Dalam kasus Middle East Eye, sebuah platform berbasis Inggris untuk berita online, David Hearst, pemimpin redaksinya, menanggapi bahwa situs berita tersebut tidak didanai oleh Qatar. Sebaliknya, dia menyalahkan serangan terhadap sifat independen dari model media yang menjual artikel ke khalayak Arab. Hearst mengatakan: "Banyak dari apa yang saya tulis dan juga apa yang dibaca oleh orang Timur Tengah lainnya diterjemahkan ke bahasa Arab dan orang-orang di balik ini, terutama orang-orang Saudi, benar-benar mati ketakutan akan kritik atau pemeriksaan terhadap apa yang sedang terjadi."
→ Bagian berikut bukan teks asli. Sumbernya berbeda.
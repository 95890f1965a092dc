// Crazyradio USB dongle backend
use crate::crazyradio::{Ack, Ard, Channel, Crazyradio, Datarate};
use crate::error::{Error, Result};
use crate::radio::{DataRate, Power, Radio, RadioAck, RadioProvider, RadioSetting};
use log::debug;

/// Opens real Crazyradio dongles through USB
#[derive(Clone, Copy, Debug, Default)]
pub struct CrazyradioProvider;

impl RadioProvider for CrazyradioProvider {
    fn open(&self, nth: usize) -> Result<Box<dyn Radio>> {
        let radio = Crazyradio::open_nth(nth).map_err(|e| {
            debug!("Cannot open Crazyradio #{}: {:?}", nth, e);
            Error::NoDongleFound
        })?;

        let mut radio = CrazyradioDongle { radio, arc: 0 };
        for setting in RadioSetting::defaults() {
            radio.apply_setting(setting)?;
        }

        Ok(Box::new(radio))
    }

    fn list_dongles(&self) -> Result<Vec<String>> {
        Ok(Crazyradio::list_serials()?
            .into_iter()
            .map(|serial| format!("Crazyradio {}", serial))
            .collect())
    }
}

struct CrazyradioDongle {
    radio: Crazyradio,
    arc: u8,
}

impl Radio for CrazyradioDongle {
    fn send_packet(&mut self, data: &[u8]) -> Result<Option<RadioAck>> {
        let mut ack_data = [0u8; 32];
        let ack: Ack = self.radio.send_packet(data, &mut ack_data)?;
        let length = ack.length.min(ack_data.len());

        Ok(Some(RadioAck {
            ack: ack.received,
            power_detector: ack.power_detector,
            retry_count: if ack.received { ack.retry as u8 } else { self.arc },
            payload: ack_data[..length].to_vec(),
        }))
    }

    fn scan_channels(&mut self, start: u8, stop: u8, packet: &[u8]) -> Result<Vec<u8>> {
        let channels = self.radio.scan_channels(
            Channel::from_number(start)?,
            Channel::from_number(stop)?,
            packet,
        )?;

        Ok(channels.into_iter().map(|channel| channel.into()).collect())
    }

    fn apply_setting(&mut self, setting: RadioSetting) -> Result<()> {
        match setting {
            RadioSetting::Channel(channel) => {
                self.radio.set_channel(Channel::from_number(channel)?)?
            }
            RadioSetting::DataRate(rate) => self.radio.set_datarate(match rate {
                DataRate::Dr250K => Datarate::Dr250K,
                DataRate::Dr1M => Datarate::Dr1M,
                DataRate::Dr2M => Datarate::Dr2M,
            })?,
            RadioSetting::Address(address) => self.radio.set_address(&address)?,
            RadioSetting::Arc(arc) => {
                self.arc = arc;
                self.radio.set_arc(arc as usize)?
            }
            RadioSetting::ArdBytes(bytes) => self.radio.set_ard(Ard::Bytes(bytes))?,
            RadioSetting::Power(power) => self.radio.set_power(match power {
                Power::Pm18dBm => crate::crazyradio::Power::Pm18dBm,
                Power::Pm12dBm => crate::crazyradio::Power::Pm12dBm,
                Power::Pm6dBm => crate::crazyradio::Power::Pm6dBm,
                Power::P0dBm => crate::crazyradio::Power::P0dBm,
            })?,
            RadioSetting::ContCarrier(enable) => self.radio.set_cont_carrier(enable)?,
        }
        Ok(())
    }
}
Laporan lain yang mendukungnya adalah bahwa hanya Al Jazeera Arabic yang saat ini diminta untuk ditutup, bukan rekan bahasa Inggrisnya. Meskipun garis editorial antara keduanya berbeda, Hearst memperingatkan: "Pahamilah pola pikir tentang kekuatan yang mengatakan bahwa kita dapat mengambil kritik dalam bahasa Inggris tapi tidak dalam bahasa Arab."
Penyiaran gerakan oposisi sering dibayang-bayangi oleh simpati Islam yang diduga saluran tersebut. Pada tahun 2015 kritik terhadap saluran tersebut memuncak saat Al Jazeera Arabic menerbitkan sebuah jajak pendapat dimana 80 persen pemirsanya memilih "Ya" sebagai tanggapan atas pertanyaan mengenai pengaruh Daesh: "Apakah Anda menganggap kemajuan Negara Islam di Irak dan Suriah untuk kepentingan Dari wilayah? "
Trendle mendukung langkah tersebut dengan mengatakan: "Kami tidak menghasut, kami melaporkan, dan itu adalah perbedaan utama." Dia mengatakan berkaitan dengan menyalurkan atau mengungguli tokoh-tokoh ekstremis: "Ingat Margret Thatcher di tahun delapan puluhan, dia melarang BBC mewawancarai 'Teroris' dari IRA dan BBC berhasil mengatasinya. "

Ketika ditanya apakah Al Jazeera akan dikompromikan dengan tuntutan Qatar, Trendle menjawab: "Tidak, kita hanya melanjutkan pekerjaan kita". Tidak diragukan lagi hal-hal yang tidak sesederhana itu dan seperti halnya sebagian besar media internasional ada banyak area di mana Al Jazeera dapat memperbaiki diri. Bahkan Khanfar mengakui: "Tentu saja kami membuat kesalahan jika tidak, kami tidak akan menjadi organisasi manusia." Ya, Al Jazeera harus diteliti namun melakukannya pada saat tertentu dalam waktu sayangnya memberi umpan ke tangan orang-orang yang tidak toleran terhadap tekanan orang lain. Kebebasan atau kebutuhan mereka sendiri. Khanfar melanjutkan, "Anda tahu mereka [Saudi] baru saja mengeluarkan undang-undang untuk menghukum lima sampai 25 tahun penjara jika mereka menulis tweet yang bersimpati kepada Qatar?"

Fakta bahwa dukungan Qatar terhadap kelompok teroris diproyeksikan oleh negara-negara yang terlibat langsung dalam pendanaan organisasi ekstremis tetap membingungkan. Oleh karena itu, serangan tersebut seharusnya tidak menodai reputasi media Al Jazeera atau yang ditargetkan lainnya, melainkan sebaliknya, sebagai bel alarm untuk serangan yang lebih luas terhadap media oleh pemerintah dan pemimpin yang otoriter di seluruh dunia. Bias atau tidak, seseorang tidak dapat membantu menyetujui Trendle saat dia mengatakan: "Hari dimana Al Jazeera tidak ada, akan menjadi hari yang gelap bagi jurnalisme dan hari yang gelap bagi wilayah ini."